My sister in law and I went walking the other day, and then she sent me a lovely email, telling me that in the darkness and pain I am feeling God is creating and changing me into someone very beautiful. I honestly do not feel very beautiful most days, and I cannot see the beauty of the fertility situation right now, however I know right now my eyes are covered and one day hopefully I will see the beauty.
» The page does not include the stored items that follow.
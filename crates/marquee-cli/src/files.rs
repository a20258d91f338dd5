//! CSV persistence for events and schedule collections.
//!
//! Both file kinds are line-oriented CSV with `#` comment headers. Comments
//! are stripped before the `csv` reader sees the data and re-written as a
//! fixed documentation block on every save, so hand edits to the headers do
//! not survive -- the rows do. Malformed rows are skipped with a warning and
//! *not* rewritten; dropping data silently is worse than carrying a warning.

use std::fs::File;
use std::io::Write;
use std::path::Path;

use anyhow::{Context, Result};
use csv::{ReaderBuilder, WriterBuilder};

use marquee_core::event::{EventList, EventRow};
use marquee_core::schedule::{ScheduleRow, SCHEDULE_FIELDS};
use marquee_core::store::{ScheduleKey, ScheduleStore};

const EVENTS_HEADER: &str = "\
# Ephemeral Events - Auto-generated
# Format: YYYY-MM-DD,TopLine,BottomLine,Image,Color[,StartHour,EndHour]
# TopLine = displays on TOP of screen
# BottomLine = displays on BOTTOM (usually the name)
# Times are optional (24-hour format, 0-23). If omitted, event shows all day.
";

const SCHEDULE_HEADER: &str = "\
# Format: name,enabled,days,start_hour,start_min,end_hour,end_min,image,progressbar
# enabled: 1=true, 0=false
# days: 1-7 for Mon-Sun (e.g., \"12345\" = Mon-Fri)
# progressbar: 1=true, 0=false
";

/// Parse CSV content into per-line string fields, skipping comments and
/// blank lines. Returns `(line_number, fields)` pairs so warnings can point
/// at the offending line.
fn read_rows(content: &str) -> Result<Vec<(u64, Vec<String>)>> {
    let mut reader = ReaderBuilder::new()
        .has_headers(false)
        .flexible(true)
        .comment(Some(b'#'))
        .from_reader(content.as_bytes());

    let mut rows = Vec::new();
    for record in reader.records() {
        let record = record.context("malformed CSV record")?;
        let line = record.position().map_or(0, |p| p.line());
        let fields: Vec<String> = record.iter().map(|f| f.trim().to_string()).collect();
        if fields.iter().all(|f| f.is_empty()) {
            continue;
        }
        rows.push((line, fields));
    }
    Ok(rows)
}

/// Write a comment header followed by CSV rows.
fn write_rows<'a, I>(path: &Path, header: &str, rows: I) -> Result<()>
where
    I: IntoIterator<Item = Vec<&'a str>>,
{
    let mut file =
        File::create(path).with_context(|| format!("failed to create {}", path.display()))?;
    file.write_all(header.as_bytes())
        .with_context(|| format!("failed to write {}", path.display()))?;

    let mut writer = WriterBuilder::new()
        .has_headers(false)
        .flexible(true)
        .from_writer(file);
    for row in rows {
        writer
            .write_record(&row)
            .with_context(|| format!("failed to write {}", path.display()))?;
    }
    writer
        .flush()
        .with_context(|| format!("failed to flush {}", path.display()))?;
    Ok(())
}

/// Load the events file. A missing file is an empty list, not an error.
pub fn load_events(path: &Path) -> Result<EventList> {
    if !path.exists() {
        return Ok(EventList::new());
    }
    let content = std::fs::read_to_string(path)
        .with_context(|| format!("failed to read {}", path.display()))?;

    let mut list = EventList::new();
    for (line, fields) in read_rows(&content)? {
        match EventRow::from_fields(&fields) {
            Ok(row) => list.push(row),
            Err(e) => eprintln!(
                "warning: {} line {}: {} - row skipped",
                path.display(),
                line,
                e
            ),
        }
    }
    Ok(list)
}

/// Save the events file, sorted by date, with the documentation header.
pub fn save_events(path: &Path, list: &mut EventList) -> Result<()> {
    list.sort_by_date();
    write_rows(path, EVENTS_HEADER, list.rows().iter().map(|r| r.to_fields()))?;
    println!("Saved {} event(s) to {}", list.len(), path.display());
    Ok(())
}

/// Load every `*.csv` under the schedules directory into a store, keyed by
/// filename stem. Files whose stem is not a calendar key, and rows with too
/// few fields, are skipped with a warning.
pub fn load_store(dir: &Path) -> Result<ScheduleStore> {
    let mut store = ScheduleStore::new();
    if !dir.exists() {
        return Ok(store);
    }

    let entries = std::fs::read_dir(dir)
        .with_context(|| format!("failed to read schedules dir {}", dir.display()))?;
    for entry in entries {
        let path = entry
            .with_context(|| format!("failed to read schedules dir {}", dir.display()))?
            .path();
        if path.extension().and_then(|e| e.to_str()) != Some("csv") {
            continue;
        }

        let stem = path
            .file_stem()
            .and_then(|s| s.to_str())
            .unwrap_or_default();
        let key: ScheduleKey = match stem.parse() {
            Ok(key) => key,
            Err(_) => {
                eprintln!(
                    "warning: {} is not named after a calendar key - file skipped",
                    path.display()
                );
                continue;
            }
        };

        let content = std::fs::read_to_string(&path)
            .with_context(|| format!("failed to read {}", path.display()))?;
        let mut rows = Vec::new();
        for (line, fields) in read_rows(&content)? {
            match ScheduleRow::from_fields(&fields) {
                Ok(row) => rows.push(row),
                Err(_) => eprintln!(
                    "warning: {} line {}: expected {} fields, got {} - row skipped",
                    path.display(),
                    line,
                    SCHEDULE_FIELDS,
                    fields.len()
                ),
            }
        }
        store.replace(key, rows);
    }
    Ok(store)
}

/// Path of one calendar key's file.
pub fn key_path(dir: &Path, key: ScheduleKey) -> std::path::PathBuf {
    dir.join(format!("{}.csv", key))
}

/// Save one calendar key's collection, creating the directory if needed.
pub fn save_key(dir: &Path, key: ScheduleKey, rows: &[ScheduleRow]) -> Result<()> {
    std::fs::create_dir_all(dir)
        .with_context(|| format!("failed to create schedules dir {}", dir.display()))?;
    let path = key_path(dir, key);
    write_rows(
        &path,
        SCHEDULE_HEADER,
        rows.iter().map(|r| r.to_fields().to_vec()),
    )?;
    println!("Saved {} schedule(s) to {}", rows.len(), path.display());
    Ok(())
}

/// Save every collection in the store.
pub fn save_store(dir: &Path, store: &ScheduleStore) -> Result<()> {
    for key in store.keys() {
        save_key(dir, key, store.get(key))?;
    }
    Ok(())
}

/// Delete one calendar key's file. Missing files are fine: the key may never
/// have been saved.
pub fn delete_key_file(dir: &Path, key: ScheduleKey) -> Result<()> {
    let path = key_path(dir, key);
    if path.exists() {
        std::fs::remove_file(&path)
            .with_context(|| format!("failed to delete {}", path.display()))?;
        println!("Deleted {}", path.display());
    }
    Ok(())
}
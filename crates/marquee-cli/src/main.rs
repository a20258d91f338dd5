//! `marquee` CLI -- manage signage content and sync it to the device repo.
//!
//! ## Usage
//!
//! ```sh
//! # See what the devices will show
//! marquee event list
//! marquee schedule list
//!
//! # Add an event banner for one date
//! marquee event add --date 2025-12-25 --top "Feliz" --bottom "Navidad" \
//!     --image star.bmp --color RED
//!
//! # Add a recurring entry to the default schedule
//! marquee schedule add default --name "Morning Routine" --days 12345 \
//!     --start 7:00 --end 7:30 --image clock.bmp
//!
//! # Build Christmas day from the default schedule, an hour later
//! marquee schedule derive --from default --to 2025-12-25 --shift 60
//!
//! # Publish everything to the devices
//! marquee push
//! ```

use anyhow::Result;
use clap::{Parser, Subcommand, ValueEnum};

use marquee_core::catalog::ImageKind;

mod commands;
mod config;
mod files;
mod git;
mod images;
mod prompt;

use commands::events::EventCommand;
use commands::schedules::ScheduleCommand;
use config::Config;

#[derive(Parser)]
#[command(
    name = "marquee",
    version,
    about = "Content manager for marquee signage devices"
)]
struct Cli {
    /// Path to the config file
    #[arg(long, global = true, default_value = "marquee.toml")]
    config: String,

    /// Answer yes to every confirmation prompt
    #[arg(long, global = true)]
    yes: bool,

    #[command(subcommand)]
    command: Commands,
}

#[derive(Subcommand)]
enum Commands {
    /// Manage ephemeral event banners
    #[command(subcommand)]
    Event(EventCommand),
    /// Manage recurring schedules
    #[command(subcommand)]
    Schedule(ScheduleCommand),
    /// List the images available to a content kind
    Images {
        #[arg(value_enum)]
        kind: ImageKindArg,
    },
    /// Pull the latest content from the shared repository
    Pull,
    /// Validate everything, then commit and push the content files
    Push {
        /// Commit message (defaults to a timestamped one)
        #[arg(short, long)]
        message: Option<String>,
    },
}

#[derive(Debug, Clone, Copy, ValueEnum)]
enum ImageKindArg {
    Events,
    Schedules,
}

impl From<ImageKindArg> for ImageKind {
    fn from(kind: ImageKindArg) -> ImageKind {
        match kind {
            ImageKindArg::Events => ImageKind::Events,
            ImageKindArg::Schedules => ImageKind::Schedules,
        }
    }
}

fn main() -> Result<()> {
    let cli = Cli::parse();
    let config = Config::load(&cli.config)?;

    match cli.command {
        Commands::Event(command) => commands::events::run(command, &config, cli.yes),
        Commands::Schedule(command) => commands::schedules::run(command, &config, cli.yes),
        Commands::Images { kind } => {
            let dir = match ImageKind::from(kind) {
                ImageKind::Events => config.event_images_path(),
                ImageKind::Schedules => config.schedule_images_path(),
            };
            images::print_listing(&dir, &images::list_bmp(&dir));
            Ok(())
        }
        Commands::Pull => commands::sync::pull(),
        Commands::Push { message } => commands::sync::push(&config, message, cli.yes),
    }
}
//! Tests for template derivation.

use chrono::NaiveDate;
use marquee_core::schedule::ScheduleRow;
use marquee_core::template::{derive_for_date, Adjustment};

fn row(name: &str, days: &str, start_h: u16, start_m: u16, end_h: u16, end_m: u16) -> ScheduleRow {
    ScheduleRow {
        name: name.to_string(),
        enabled: "1".to_string(),
        days: days.to_string(),
        start_hour: start_h.to_string(),
        start_min: start_m.to_string(),
        end_hour: end_h.to_string(),
        end_min: end_m.to_string(),
        image: "clock.bmp".to_string(),
        progressbar: "1".to_string(),
    }
}

/// 2025-12-24 is a Wednesday.
fn a_wednesday() -> NaiveDate {
    NaiveDate::from_ymd_opt(2025, 12, 24).unwrap()
}

/// 2025-12-27 is a Saturday.
fn a_saturday() -> NaiveDate {
    NaiveDate::from_ymd_opt(2025, 12, 27).unwrap()
}

#[test]
fn filters_by_target_weekday_and_retags() {
    let source = vec![row("Wake up", "12345", 7, 0, 7, 30)];

    let derived = derive_for_date(&source, a_wednesday(), &Adjustment::Copy).unwrap();

    assert_eq!(derived.len(), 1);
    assert_eq!(derived[0].days, "3");
    assert_eq!(derived[0].start_hour, "7");
    assert_eq!(derived[0].start_min, "0");
    assert_eq!(derived[0].end_hour, "7");
    assert_eq!(derived[0].end_min, "30");
    assert_eq!(derived[0].name, "Wake up");
}

#[test]
fn weekday_only_rows_do_not_derive_onto_a_weekend() {
    let source = vec![
        row("Wake up", "12345", 7, 0, 7, 30),
        row("Sleep in", "67", 9, 0, 9, 30),
    ];

    let derived = derive_for_date(&source, a_saturday(), &Adjustment::Copy).unwrap();

    assert_eq!(derived.len(), 1);
    assert_eq!(derived[0].name, "Sleep in");
    assert_eq!(derived[0].days, "6");
}

#[test]
fn every_derived_row_is_single_day() {
    let source = vec![
        row("A", "1234567", 7, 0, 7, 30),
        row("B", "37", 8, 0, 8, 30),
        row("C", "3", 9, 0, 9, 30),
    ];

    let derived = derive_for_date(&source, a_wednesday(), &Adjustment::Copy).unwrap();

    assert_eq!(derived.len(), 3);
    for r in &derived {
        assert_eq!(r.days, "3", "derived row '{}' must be Wednesday-only", r.name);
    }
}

#[test]
fn shift_applies_to_every_selected_row() {
    let source = vec![
        row("Breakfast", "1234567", 7, 0, 7, 30),
        row("Lunch", "1234567", 12, 0, 13, 0),
    ];

    let derived = derive_for_date(&source, a_wednesday(), &Adjustment::Shift(45)).unwrap();

    assert_eq!(derived[0].start_hour, "7");
    assert_eq!(derived[0].start_min, "45");
    assert_eq!(derived[0].end_hour, "8");
    assert_eq!(derived[0].end_min, "15");
    assert_eq!(derived[1].start_hour, "12");
    assert_eq!(derived[1].start_min, "45");
    assert_eq!(derived[1].end_hour, "13");
    assert_eq!(derived[1].end_min, "45");
}

#[test]
fn negative_shift_moves_earlier() {
    let source = vec![row("Breakfast", "1234567", 7, 0, 7, 30)];

    let derived = derive_for_date(&source, a_wednesday(), &Adjustment::Shift(-30)).unwrap();

    assert_eq!(derived[0].start_hour, "6");
    assert_eq!(derived[0].start_min, "30");
    assert_eq!(derived[0].end_hour, "7");
    assert_eq!(derived[0].end_min, "0");
}

#[test]
fn shift_out_of_the_day_aborts_the_derivation() {
    let source = vec![
        row("Early", "1234567", 7, 0, 7, 30),
        row("Late show", "1234567", 23, 0, 23, 45),
    ];

    let result = derive_for_date(&source, a_wednesday(), &Adjustment::Shift(60));
    assert!(result.is_err(), "no half-shifted collection may come back");
}

#[test]
fn select_keeps_only_chosen_indices() {
    let source = vec![
        row("A", "1234567", 7, 0, 7, 30),
        row("B", "1234567", 8, 0, 8, 30),
        row("C", "1234567", 9, 0, 9, 30),
    ];

    let derived =
        derive_for_date(&source, a_wednesday(), &Adjustment::Select(vec![0, 2])).unwrap();

    let names: Vec<&str> = derived.iter().map(|r| r.name.as_str()).collect();
    assert_eq!(names, ["A", "C"]);
}

#[test]
fn select_indexes_the_filtered_list() {
    // "B" does not apply on Wednesday, so index 1 of the filtered list is "C".
    let source = vec![
        row("A", "1234567", 7, 0, 7, 30),
        row("B", "67", 8, 0, 8, 30),
        row("C", "1234567", 9, 0, 9, 30),
    ];

    let derived = derive_for_date(&source, a_wednesday(), &Adjustment::Select(vec![1])).unwrap();

    assert_eq!(derived.len(), 1);
    assert_eq!(derived[0].name, "C");
}

#[test]
fn select_ignores_out_of_range_indices() {
    let source = vec![row("A", "1234567", 7, 0, 7, 30)];

    let derived =
        derive_for_date(&source, a_wednesday(), &Adjustment::Select(vec![0, 5])).unwrap();

    assert_eq!(derived.len(), 1);
    assert_eq!(derived[0].name, "A");
}

#[test]
fn malformed_source_rows_are_skipped() {
    let mut bad = row("Legacy", "1234567", 8, 0, 9, 0);
    bad.start_hour = "late".to_string();
    let source = vec![bad, row("Valid", "1234567", 9, 0, 10, 0)];

    let derived = derive_for_date(&source, a_wednesday(), &Adjustment::Copy).unwrap();

    assert_eq!(derived.len(), 1);
    assert_eq!(derived[0].name, "Valid");
}

#[test]
fn empty_source_derives_empty() {
    let derived = derive_for_date(&[], a_wednesday(), &Adjustment::Copy).unwrap();
    assert!(derived.is_empty());
}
So for now, and if it is only for today then that is one more day than I ever thought I would be able to say this, my prayer is that Jesus will be with me, hold me, and comfort me, as I face the hurt and lose of my deepest desires, instead of making it all better. And give me the strength, and humility to say this pray tomorrow, and the day after, and the day after, and every day to follow. Because being with you every day DADA God is better than the six children (or a thousand children) I want.

2 comments:

Trev and Rebekah said...

I hear and feel your ache and pain my dear. I love your prayer. We need to take each day and commit it to Jesus. Each day we need to remind ourselves to fix our eyes on Him and nothing else.
Thinking of you.

Bunny said...

(((Leanne))) I know all to well the hurt and pain of Infertility and although I don't fully know YOUR pain, I can relate. It is amazing that you truly want God to "Be the Center".
One of my favorite songs is "Jesus, All for Jesus".
Jesus, All for Jesus
All I am and have, and every hope to be.
Jesus, All for Jesus
All I am and have, and ever hope to be.
All of my, ambitions, hopes and plans,
I surrender these, into your hands.
All of my, ambitions, hopes and plans,
I surrender these, into your hand.
For it's only in
your will that I am free
For it's only in
your will that I am Free
Jesus, All for Jesus
All I am and have
and ever hope to be".
That is my prayer every day.
It's so hard to just let God take it out of our hands, because it's something we thing we should be able to do on our own.
That's the funny thing about God. Our lives are on loan, and ultimately, it is His will that rules in the end, but that doesn't make it feel any better.
I pray that God will continue to give you strength and that He will continue to bless your marriage. May He give you peace and joy....and lots of HUGS.